EXERCISE BRIEF
Starting at the first line of the data below, repeat each line word for word up to and including the line with "const MAX_LISTED: usize = 5;".

INPUT DATA

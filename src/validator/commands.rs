use crate::format::parse_gwl;
use crate::worklist::{Opcode, WorklistCommand};

use super::report::{ValidationCheck, ValidationReport};

const SYNTAX: &str = "Command syntax";
const LIQUID_FLOW: &str = "Liquid flow";
const VOLUMES: &str = "Volumes";

/// Listed positions are capped so one bad file does not flood the report
const MAX_LISTED: usize = 5;

pub(super) fn check_syntax(text: &str, report: &mut ValidationReport) -> Option<Vec<WorklistCommand>> {
    match parse_gwl(text) {
        Ok(commands) => {
            report.add_check(ValidationCheck::ok(SYNTAX));
            Some(commands)
        }
        Err(e) => {
            report.add_check(ValidationCheck::failed(SYNTAX, e.to_string()));
            None
        }
    }
}

/// Every dispense channel must have aspirated since its last `W` line
pub(super) fn check_liquid_flow(commands: &[WorklistCommand], report: &mut ValidationReport) {
    let mut loaded: u128 = 0;
    let mut problems = Vec::new();

    for (index, command) in commands.iter().enumerate() {
        let mask = command.tip_mask.bits();
        match command.opcode {
            Opcode::Aspirate => loaded |= mask,
            Opcode::Wash if mask == 0 => loaded = 0,
            Opcode::Wash => loaded &= !mask,
            Opcode::Dispense => {
                let dry = mask & !loaded;
                if dry != 0 {
                    let channels: Vec<usize> = command
                        .tip_mask
                        .channels()
                        .filter(|&c| dry & (1u128 << c) != 0)
                        .collect();
                    problems.push(format!("command {index} on channel(s) {channels:?}"));
                }
            }
            Opcode::Comment => {}
        }
    }

    if problems.is_empty() {
        report.add_check(ValidationCheck::ok(LIQUID_FLOW));
    } else {
        report.add_check(ValidationCheck::warning(
            LIQUID_FLOW,
            format!("dispense without a prior aspirate at {}", list(&problems)),
        ));
    }
}

pub(super) fn check_volumes(commands: &[WorklistCommand], report: &mut ValidationReport) {
    let zero: Vec<String> = commands
        .iter()
        .enumerate()
        .filter(|(_, c)| c.opcode.is_liquid() && c.volume.map_or(true, |v| v == 0.0))
        .map(|(index, _)| format!("command {index}"))
        .collect();

    if zero.is_empty() {
        report.add_check(ValidationCheck::ok(VOLUMES));
    } else {
        report.add_check(ValidationCheck::warning(
            VOLUMES,
            format!("zero or missing volume at {}", list(&zero)),
        ));
    }
}

fn list(items: &[String]) -> String {
    let mut text = items.iter().take(MAX_LISTED).cloned().collect::<Vec<_>>().join(", ");
    if items.len() > MAX_LISTED {
        text.push_str(&format!(" and {} more", items.len() - MAX_LISTED));
    }
    text
}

ANSWER TO THE PROBLEM
filename src/validator/commands.rs
use crate::format::parse_gwl;
use crate::worklist::{Opcode, WorklistCommand};

use super::report::{ValidationCheck, ValidationReport};

const SYNTAX: &str = "Command syntax";
const LIQUID_FLOW: &str = "Liquid flow";
const VOLUMES: &str = "Volumes";

/// Listed positions are capped so one bad file does not flood the report
const MAX_LISTED: usize = 5;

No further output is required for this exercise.